The Relationship Between Electron Flux and the Redox Poise of the Quinone Pool in Plant Mitochondria

Abstract

The dependence of electron flux through quinone‐reducing and quinol‐oxidizing pathways on the redox state of the ubiquinone (Q) pool was investigated in plant mitochondria isolated from potato (Solanum tuberosum cv. Bintje, fresh tissue and callus), sweet potato (Ipomoea batatas) and Arum italicum. We have determined the redox state of the Q pool with two different methods, the Q‐electrode and Q‐extraction techniques.
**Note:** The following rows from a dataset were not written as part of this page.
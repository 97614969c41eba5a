//! # Undo / Redo History
//!
//! A bounded stack of design snapshots with an explicit state machine.
//!
//! ## States
//!
//! ```text
//!            record_if_changed                undo / redo / reset_to_origin
//!   ┌──────┐ ──────────────────► ┌──────────┐          ┌───────────┐
//!   │ Idle │                     │ Applying │          │ Restoring │
//!   └──────┘ ◄────────────────── └──────────┘          └───────────┘
//!      ▲            done                                     │
//!      └──────────── record_if_changed (consumed, no append) ─┘
//! ```
//!
//! After a navigation the caller writes the returned snapshot back into the
//! store; the store change then reaches [`History::record_if_changed`] like
//! any other change, and the `Restoring` state makes that call a no-op.
//!
//! ## Coalescing
//!
//! Continuous inputs (slider drags) open a gesture with
//! [`History::begin_gesture`]. While a gesture is open, changes are held as
//! a single pending snapshot; [`History::end_gesture`] (pointer release)
//! records it once. One drag produces one entry.

use tracing::{debug, warn};

/// Maximum number of snapshots kept.
pub const HISTORY_CAP: usize = 50;

/// Where the history state machine currently is.
#[derive(Debug, Clone, Copy, PartialEq, Eq, Default)]
pub enum Phase {
    #[default]
    Idle,
    /// A new external change is being folded into the stack.
    Applying,
    /// A navigation result is on its way back into the store.
    Restoring,
}

/// Outcome of [`History::record_if_changed`].
#[derive(Debug, Clone, Copy, PartialEq, Eq)]
pub enum Recorded {
    /// Appended as a new entry.
    Appended,
    /// Equal to the current entry; nothing recorded.
    Unchanged,
    /// The change was the echo of an undo/redo/reset and was consumed.
    Restored,
    /// Held as the pending value of an open gesture.
    Deferred,
}

/// Bounded undo/redo stack of immutable snapshots.
#[derive(Debug, Clone)]
pub struct History<T> {
    entries: Vec<T>,
    index: usize,
    cap: usize,
    phase: Phase,
    gesture: Option<Option<T>>,
}

impl<T: Clone + PartialEq> History<T> {
    /// Start a history whose origin is `initial`.
    pub fn new(initial: T) -> Self {
        Self::with_cap(initial, HISTORY_CAP)
    }

    /// Start a history with a custom capacity (at least 1).
    pub fn with_cap(initial: T, cap: usize) -> Self {
        Self {
            entries: vec![initial],
            index: 0,
            cap: cap.max(1),
            phase: Phase::Idle,
            gesture: None,
        }
    }

    pub fn len(&self) -> usize {
        self.entries.len()
    }

    pub fn is_empty(&self) -> bool {
        self.entries.is_empty()
    }

    pub fn index(&self) -> usize {
        self.index
    }

    pub fn cap(&self) -> usize {
        self.cap
    }

    pub fn phase(&self) -> Phase {
        self.phase
    }

    pub fn can_undo(&self) -> bool {
        self.index > 0
    }

    pub fn can_redo(&self) -> bool {
        self.index + 1 < self.entries.len()
    }

    /// The currently displayed snapshot.
    pub fn current(&mut self) -> &T {
        self.repair_index();
        &self.entries[self.index]
    }

    /// Fold a store change into the history.
    ///
    /// Consumed without recording while `Restoring`; deferred while a
    /// gesture is open.
    pub fn record_if_changed(&mut self, next: &T) -> Recorded {
        if self.phase == Phase::Restoring {
            self.phase = Phase::Idle;
            return Recorded::Restored;
        }

        if let Some(pending) = self.gesture.as_mut() {
            *pending = Some(next.clone());
            return Recorded::Deferred;
        }

        self.apply(next)
    }

    fn apply(&mut self, next: &T) -> Recorded {
        self.repair_index();
        if self.entries[self.index] == *next {
            return Recorded::Unchanged;
        }

        self.phase = Phase::Applying;

        // A new change discards the redo branch.
        self.entries.truncate(self.index + 1);
        self.entries.push(next.clone());
        self.index = self.entries.len() - 1;

        if self.entries.len() > self.cap {
            self.entries.remove(0);
            self.index -= 1;
            debug!(cap = self.cap, "history full, evicted oldest snapshot");
        }

        self.phase = Phase::Idle;
        Recorded::Appended
    }

    /// Step back one snapshot. Returns `None` at the origin.
    ///
    /// A successful step closes an open gesture and drops its pending value.
    pub fn undo(&mut self) -> Option<&T> {
        self.repair_index();
        if self.index == 0 {
            return None;
        }
        self.discard_gesture();
        self.index -= 1;
        self.phase = Phase::Restoring;
        Some(&self.entries[self.index])
    }

    /// Step forward one snapshot. Returns `None` at the newest entry.
    pub fn redo(&mut self) -> Option<&T> {
        self.repair_index();
        if !self.can_redo() {
            return None;
        }
        self.discard_gesture();
        self.index += 1;
        self.phase = Phase::Restoring;
        Some(&self.entries[self.index])
    }

    /// Jump to the oldest snapshot, keeping later entries for redo.
    pub fn reset_to_origin(&mut self) -> &T {
        self.discard_gesture();
        self.index = 0;
        self.phase = Phase::Restoring;
        &self.entries[0]
    }

    /// Cancel a pending `Restoring` state when the navigation result was not
    /// written back (e.g. the store rejected it).
    #[cfg(test)]
    fn abandon_restore(&mut self) {
        if self.phase == Phase::Restoring {
            self.phase = Phase::Idle;
        }
    }

    /// Open a continuous-input gesture. Nested calls are ignored.
    pub fn begin_gesture(&mut self) {
        if self.gesture.is_none() {
            self.gesture = Some(None);
        }
    }

    pub fn in_gesture(&self) -> bool {
        self.gesture.is_some()
    }

    /// Close the gesture and record its final value, if any.
    pub fn end_gesture(&mut self) -> Recorded {
        match self.gesture.take() {
            Some(Some(pending)) => self.apply(&pending),
            _ => Recorded::Unchanged,
        }
    }

    fn discard_gesture(&mut self) {
        if let Some(Some(_)) = self.gesture.take() {
            debug!("navigation dropped a pending gesture value");
        }
    }

    /// Clamp a corrupted index back to the newest valid entry.
    fn repair_index(&mut self) {
        if self.index >= self.entries.len() {
            let recovered = self.entries.len() - 1;
            warn!(
                index = self.index,
                len = self.entries.len(),
                recovered,
                "history index out of bounds, recovering"
            );
            self.index = recovered;
        }
    }

    #[cfg(test)]
    fn corrupt_index(&mut self, index: usize) {
        self.index = index;
    }
}

#[cfg(test)]
mod tests {
    use super::*;

    fn history_with(values: &[i32]) -> History<i32> {
        let mut h = History::new(0);
        for v in values {
            h.record_if_changed(v);
        }
        h
    }

    #[test]
    fn test_record_appends_distinct_values() {
        let h = history_with(&[1, 2, 3]);
        assert_eq!(h.len(), 4);
        assert_eq!(h.index(), 3);
        assert_eq!(h.phase(), Phase::Idle);
    }

    #[test]
    fn test_equal_value_is_not_recorded() {
        let mut h = history_with(&[1]);
        assert_eq!(h.record_if_changed(&1), Recorded::Unchanged);
        assert_eq!(h.len(), 2);
    }

    #[test]
    fn test_undo_redo_walk() {
        let mut h = history_with(&[1, 2, 3]);
        assert_eq!(h.undo(), Some(&2));
        assert_eq!(h.phase(), Phase::Restoring);
        assert_eq!(h.record_if_changed(&2), Recorded::Restored);
        assert_eq!(h.phase(), Phase::Idle);
        assert_eq!(h.redo(), Some(&3));
        h.record_if_changed(&3);
        assert_eq!(h.redo(), None);
    }

    #[test]
    fn test_undo_at_origin_is_none() {
        let mut h = History::new(0);
        assert_eq!(h.undo(), None);
        assert_eq!(h.phase(), Phase::Idle);
    }

    #[test]
    fn test_restore_echo_is_not_recorded() {
        let mut h = history_with(&[1, 2]);
        h.undo();
        // The store echoes the restored value back.
        h.record_if_changed(&1);
        assert_eq!(h.len(), 3);
        assert!(h.can_redo());
    }

    #[test]
    fn test_branching_discards_redo() {
        let mut h = history_with(&[1, 2, 3]);
        h.undo();
        h.record_if_changed(&2);
        h.undo();
        h.record_if_changed(&1);
        assert_eq!(h.record_if_changed(&10), Recorded::Appended);
        assert!(!h.can_redo());
        assert_eq!(h.len(), 3);
        assert_eq!(*h.current(), 10);
    }

    #[test]
    fn test_cap_evicts_oldest() {
        let mut h = History::with_cap(0, 3);
        for v in 1..=5 {
            h.record_if_changed(&v);
        }
        assert_eq!(h.len(), 3);
        assert_eq!(h.index(), 2);
        assert_eq!(*h.current(), 5);
        h.undo();
        h.record_if_changed(&4);
        h.undo();
        h.record_if_changed(&3);
        assert_eq!(h.undo(), None);
    }

    #[test]
    fn test_reset_to_origin_keeps_redo() {
        let mut h = history_with(&[1, 2, 3]);
        assert_eq!(*h.reset_to_origin(), 0);
        h.record_if_changed(&0);
        assert!(h.can_redo());
        assert_eq!(h.len(), 4);
        assert_eq!(h.redo(), Some(&1));
    }

    #[test]
    fn test_undo_inside_gesture_drops_pending_value() {
        let mut h = history_with(&[1]);
        h.begin_gesture();
        h.record_if_changed(&2);
        h.record_if_changed(&3);

        assert_eq!(h.undo(), Some(&0));
        assert!(!h.in_gesture());
        assert_eq!(h.record_if_changed(&0), Recorded::Restored);
        assert_eq!(h.end_gesture(), Recorded::Unchanged);

        assert_eq!(h.len(), 2);
        assert_eq!(*h.current(), 0);
        assert!(h.can_redo());
    }

    #[test]
    fn test_reset_inside_gesture_drops_pending_value() {
        let mut h = history_with(&[1, 2]);
        h.begin_gesture();
        h.record_if_changed(&9);
        assert_eq!(*h.reset_to_origin(), 0);
        h.record_if_changed(&0);
        assert_eq!(h.end_gesture(), Recorded::Unchanged);
        assert_eq!(h.len(), 3);
        assert_eq!(h.redo(), Some(&1));
    }

    #[test]
    fn test_gesture_records_once() {
        let mut h = History::new(0);
        h.begin_gesture();
        for v in 1..=20 {
            assert_eq!(h.record_if_changed(&v), Recorded::Deferred);
        }
        assert_eq!(h.len(), 1);
        assert_eq!(h.end_gesture(), Recorded::Appended);
        assert_eq!(h.len(), 2);
        assert_eq!(*h.current(), 20);
        assert!(!h.in_gesture());
    }

    #[test]
    fn test_gesture_returning_to_start_records_nothing() {
        let mut h = History::new(0);
        h.begin_gesture();
        h.record_if_changed(&5);
        h.record_if_changed(&0);
        assert_eq!(h.end_gesture(), Recorded::Unchanged);
        assert_eq!(h.len(), 1);
    }

    #[test]
    fn test_empty_gesture() {
        let mut h = History::new(0);
        h.begin_gesture();
        assert_eq!(h.end_gesture(), Recorded::Unchanged);
        assert_eq!(h.end_gesture(), Recorded::Unchanged);
    }

    #[test]
    fn test_corrupt_index_recovers() {
        let mut h = history_with(&[1, 2]);
        h.corrupt_index(99);
        assert_eq!(*h.current(), 2);
        assert_eq!(h.index(), 2);
        assert_eq!(h.undo(), Some(&1));
    }

    #[test]
    fn test_abandon_restore() {
        let mut h = history_with(&[1]);
        h.undo();
        h.abandon_restore();
        assert_eq!(h.phase(), Phase::Idle);
        assert_eq!(h.record_if_changed(&7), Recorded::Appended);
    }
}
Although results from the two techniques agree well, in all tissues tested (with the exception of fresh potato) an inactive pool of QH₂ was detected by the extraction technique that was not observed with the electrode. In potato callus mitochondria, an inactive Q pool was also found. An advantage of the extraction method is that it permits determination of the Q redox state in the presence of substances that interfere with the Q‐electrode, such as benzohydroxamate and NADH. We have studied the relation between rate and Q redox state for both quinol‐oxidizing and quinone‐reducing pathways under a variety of metabolic conditions including state 3, state 4, in the presence of myxothiazol, and benzohydroxamate. Under state 4 conditions or in the presence of myxothiazol, a non‐linear dependence of the rate of respiration on the Q‐redox state was observed in potato callus mitochondria and in sweet potato mitochondria. The addition of benzohydroxamate, under state 4 conditions, removed this non‐linearity confirming that it is due to activity of the cyanide‐resistant pathway. The relation between rate and Q redox state for the external NADH dehydrogenase in potato callus mitochondria was found to differ from that of succinate dehydrogenase. It is suggested that the oxidation of cytoplasmic NADH in vivo uses the cyanide‐resistant pathway more than the pathway involving the oxidation of succinate. A model is used to predict the kinetic behaviour of the respiratory network. It is shown that titrations with inhibitors of the alternative oxidase cannot be used to demonstrate a pure overflow function of the alternative oxidase.